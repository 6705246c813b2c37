/// Commands forwarded from the trigger listener thread to the app loop.
#[derive(Debug, Clone, Copy, PartialEq, Eq)]
pub enum AppCommand {
    /// A remote start trigger arrived.
    StartRecording,
    /// A remote stop trigger arrived.
    StopRecording,
    /// Request application shutdown.
    Shutdown,
}
//! Host-side bindings for remote triggers.
//!
//! The listener calls these from its own thread. Each call is handed to the
//! async app loop over a bounded channel instead of acting in place.

use crate::{AppCommand, AppError, AppResult};

use std::panic::Location;

use error_location::ErrorLocation;
use record_trigger_core::RecordingControl;
use tokio::sync::mpsc;
use tracing::{error, instrument};

/// Recording controls exposed to the trigger listener.
pub struct RecordButton {
    command_tx: mpsc::Sender<AppCommand>,
}

impl RecordButton {
    /// Create bindings that forward to the app loop behind `command_tx`.
    pub fn new(command_tx: mpsc::Sender<AppCommand>) -> Self {
        Self { command_tx }
    }

    /// Send `command` to the app loop, waiting for channel capacity.
    ///
    /// Must not be called from inside the async runtime.
    #[track_caller]
    #[instrument(skip(self))]
    pub fn forward(&self, command: AppCommand) -> AppResult<()> {
        self.command_tx
            .blocking_send(command)
            .map_err(|e| AppError::ChannelSendFailed {
                message: format!("Failed to send {:?}: {}", command, e),
                location: ErrorLocation::from(Location::caller()),
            })
    }
}

impl RecordingControl for RecordButton {
    fn start_recording(&self) {
        if let Err(e) = self.forward(AppCommand::StartRecording) {
            error!(error = ?e, "Failed to forward start trigger");
        }
    }

    fn stop_recording(&self) {
        if let Err(e) = self.forward(AppCommand::StopRecording) {
            error!(error = ?e, "Failed to forward stop trigger");
        }
    }
}
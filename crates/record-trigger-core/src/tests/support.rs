use crate::{Command, FramingPolicy, ListenerSettings, RecordingControl, TimeSource};

use std::{
    net::TcpListener,
    sync::{
        Mutex,
        atomic::{AtomicUsize, Ordering},
    },
    thread,
    time::{Duration, Instant},
};

/// Host double that records every action it receives, in order.
#[derive(Default)]
pub(crate) struct RecordingSpy {
    starts: AtomicUsize,
    stops: AtomicUsize,
    calls: Mutex<Vec<Command>>,
}

impl RecordingSpy {
    pub(crate) fn starts(&self) -> usize {
        self.starts.load(Ordering::SeqCst)
    }

    pub(crate) fn stops(&self) -> usize {
        self.stops.load(Ordering::SeqCst)
    }

    pub(crate) fn calls(&self) -> Vec<Command> {
        self.calls.lock().unwrap().clone()
    }
}

impl RecordingControl for RecordingSpy {
    fn start_recording(&self) {
        self.starts.fetch_add(1, Ordering::SeqCst);
        self.calls.lock().unwrap().push(Command::StartTrigger);
    }

    fn stop_recording(&self) {
        self.stops.fetch_add(1, Ordering::SeqCst);
        self.calls.lock().unwrap().push(Command::StopTrigger);
    }
}

/// Clock frozen at a fixed instant.
pub(crate) struct FixedClock(pub(crate) f64);

impl TimeSource for FixedClock {
    fn now_secs(&self) -> f64 {
        self.0
    }
}

/// Poll `condition` until it holds or `timeout` passes.
pub(crate) fn wait_until(timeout: Duration, condition: impl Fn() -> bool) -> bool {
    let deadline = Instant::now() + timeout;
    while Instant::now() < deadline {
        if condition() {
            return true;
        }
        thread::sleep(Duration::from_millis(5));
    }
    condition()
}

/// A trigger server on an ephemeral loopback port.
pub(crate) fn trigger_server() -> (TcpListener, String) {
    let server = TcpListener::bind("127.0.0.1:0").unwrap();
    let endpoint = server.local_addr().unwrap().to_string();
    (server, endpoint)
}

/// A loopback endpoint with nothing listening on it.
pub(crate) fn unused_endpoint() -> String {
    let (server, endpoint) = trigger_server();
    drop(server);
    endpoint
}

/// Settings with short timings so tests do not wait on the defaults.
pub(crate) fn fast_settings(endpoint: &str, framing: FramingPolicy) -> ListenerSettings {
    ListenerSettings {
        endpoint: endpoint.to_string(),
        backoff: Duration::from_millis(20),
        connect_timeout: Duration::from_millis(500),
        framing,
    }
}
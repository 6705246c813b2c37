use crate::config::default_log_filter;

use serde::{Deserialize, Serialize};

/// Logging configuration.
#[derive(Debug, Clone, PartialEq, Eq, Serialize, Deserialize)]
pub struct LoggingConfig {
    /// `tracing` filter directive; `RUST_LOG` takes precedence when set.
    #[serde(default = "default_log_filter")]
    pub filter: String,
}

impl Default for LoggingConfig {
    fn default() -> Self {
        Self {
            filter: default_log_filter(),
        }
    }
}
//! Binds the trigger receive loop to the lifetime of its owner.
//!
//! Construction spawns the background thread; [`ButtonSocketListener::shutdown`]
//! (or dropping the listener) clears the running flag, closes the socket to
//! unblock any pending receive, and joins the thread before returning.

use crate::{
    ConnectionManager, ConnectionState, CoreResult, FramingPolicy, ListenerError,
    dispatch::{
        DispatcherStats, MessageDispatcher, RecordingControl, StatsSnapshot, SystemClock,
        TimeSource,
    },
    net::{DEFAULT_CONNECT_TIMEOUT, DEFAULT_ENDPOINT},
};

use std::{
    panic::Location,
    sync::{
        Arc,
        atomic::{AtomicBool, Ordering},
    },
    thread::{self, JoinHandle},
    time::Duration,
};

use error_location::ErrorLocation;
use tracing::{error, info, instrument, warn};

/// Delay between failed connection attempts.
pub const DEFAULT_BACKOFF: Duration = Duration::from_millis(500);

const THREAD_NAME: &str = "button-socket-listener";

/// Tunables for a listener. The defaults describe the fixed local endpoint.
#[derive(Debug, Clone, PartialEq)]
pub struct ListenerSettings {
    /// Trigger server address as `host:port`.
    pub endpoint: String,
    /// Wait between failed connection attempts.
    pub backoff: Duration,
    /// Bound on a single connection handshake. Zero means the OS default.
    pub connect_timeout: Duration,
    /// How receive results are split into frames.
    pub framing: FramingPolicy,
}

impl Default for ListenerSettings {
    fn default() -> Self {
        Self {
            endpoint: DEFAULT_ENDPOINT.to_string(),
            backoff: DEFAULT_BACKOFF,
            connect_timeout: DEFAULT_CONNECT_TIMEOUT,
            framing: FramingPolicy::default(),
        }
    }
}

/// Lifecycle of a [`ButtonSocketListener`]. `Stopped` is terminal.
#[derive(Debug, Clone, Copy, PartialEq, Eq)]
pub enum LifecycleState {
    /// Not yet started. Construction starts the thread, so a constructed
    /// listener is never observed here.
    Idle,
    /// Background thread is connecting or receiving.
    Running,
    /// Shutdown requested, waiting for the thread to exit.
    ShuttingDown,
    /// Background thread has exited.
    Stopped,
}

/// Background client that turns remote triggers into host actions.
pub struct ButtonSocketListener {
    running: Arc<AtomicBool>,
    connection: Arc<ConnectionManager>,
    stats: Arc<DispatcherStats>,
    worker: Option<JoinHandle<()>>,
    state: LifecycleState,
}

impl ButtonSocketListener {
    /// Start listening on the fixed local endpoint with default settings.
    ///
    /// # Errors
    ///
    /// Returns [`ListenerError::ThreadSpawn`] if the thread cannot start.
    #[track_caller]
    pub fn new(actions: Arc<dyn RecordingControl>) -> CoreResult<Self> {
        Self::with_settings(actions, Arc::new(SystemClock), ListenerSettings::default())
    }

    /// Start listening with explicit settings and time source.
    ///
    /// # Errors
    ///
    /// Returns [`ListenerError::ThreadSpawn`] if the thread cannot start.
    #[track_caller]
    #[instrument(skip(actions, clock))]
    pub fn with_settings(
        actions: Arc<dyn RecordingControl>,
        clock: Arc<dyn TimeSource>,
        settings: ListenerSettings,
    ) -> CoreResult<Self> {
        let connection =
            ConnectionManager::new(settings.endpoint.clone(), settings.connect_timeout);
        Self::spawn(actions, clock, connection, &settings)
    }

    /// Start the background thread over an already configured connection.
    #[track_caller]
    pub(crate) fn spawn(
        actions: Arc<dyn RecordingControl>,
        clock: Arc<dyn TimeSource>,
        connection: ConnectionManager,
        settings: &ListenerSettings,
    ) -> CoreResult<Self> {
        let running = Arc::new(AtomicBool::new(true));
        let connection = Arc::new(connection);
        let stats = Arc::new(DispatcherStats::default());

        let dispatcher = MessageDispatcher::new(
            Arc::clone(&connection),
            actions,
            clock,
            Arc::clone(&running),
            Arc::clone(&stats),
            settings.backoff,
            settings.framing,
        );

        let worker = thread::Builder::new()
            .name(THREAD_NAME.to_string())
            .spawn(move || dispatcher.run())
            .map_err(|source| ListenerError::ThreadSpawn {
                source,
                location: ErrorLocation::from(Location::caller()),
            })?;

        info!(endpoint = %settings.endpoint, "Button socket listener started");

        Ok(Self {
            running,
            connection,
            stats,
            worker: Some(worker),
            state: LifecycleState::Running,
        })
    }

    /// Current lifecycle state.
    pub fn state(&self) -> LifecycleState {
        self.state
    }

    /// Current state of the underlying connection.
    pub fn connection_state(&self) -> ConnectionState {
        self.connection.state()
    }

    /// Diagnostic counters from the receive loop.
    pub fn stats(&self) -> StatsSnapshot {
        self.stats.snapshot()
    }

    /// Stop the background thread and wait for it to exit. Idempotent.
    #[instrument(skip(self))]
    pub fn shutdown(&mut self) {
        let Some(worker) = self.worker.take() else {
            return;
        };

        self.state = LifecycleState::ShuttingDown;
        self.running.store(false, Ordering::Release);
        self.connection.close();

        // A host action that drops the listener runs on the worker itself.
        if worker.thread().id() == thread::current().id() {
            warn!("Shutdown requested from the listener thread, not joining");
        } else if worker.join().is_err() {
            error!("Button socket listener thread panicked");
        }

        self.state = LifecycleState::Stopped;
        info!("Button socket listener stopped");
    }
}

impl Drop for ButtonSocketListener {
    fn drop(&mut self) {
        self.shutdown();
    }
}

/// Whether this target has native sockets to listen with.
pub fn sockets_supported() -> bool {
    cfg!(not(target_family = "wasm"))
}

/// A listener where the platform supports one, a no-op otherwise.
pub enum RemoteTrigger {
    /// Actively listening for triggers.
    Listening(ButtonSocketListener),
    /// No sockets on this platform; triggers are never delivered.
    Unsupported,
}

impl RemoteTrigger {
    /// Start a listener if [`sockets_supported`].
    ///
    /// # Errors
    ///
    /// Returns [`ListenerError::ThreadSpawn`] if the thread cannot start.
    #[track_caller]
    pub fn start(
        actions: Arc<dyn RecordingControl>,
        clock: Arc<dyn TimeSource>,
        settings: ListenerSettings,
    ) -> CoreResult<Self> {
        if !sockets_supported() {
            info!("Sockets unavailable on this platform, remote triggers disabled");
            return Ok(RemoteTrigger::Unsupported);
        }

        ButtonSocketListener::with_settings(actions, clock, settings).map(RemoteTrigger::Listening)
    }

    /// Lifecycle state; `Unsupported` reports `Stopped`.
    pub fn state(&self) -> LifecycleState {
        match self {
            RemoteTrigger::Listening(listener) => listener.state(),
            RemoteTrigger::Unsupported => LifecycleState::Stopped,
        }
    }

    /// Stop the listener if there is one.
    pub fn shutdown(&mut self) {
        if let RemoteTrigger::Listening(listener) = self {
            listener.shutdown();
        }
    }
}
========
◆ **THE PROBLEM**
Where a line above includes "started", copy that line.

◆ **EXERCISE RESPONSE**
    /// Not yet started. Construction starts the thread, so a constructed
        info!(endpoint = %settings.endpoint, "Button socket listener started");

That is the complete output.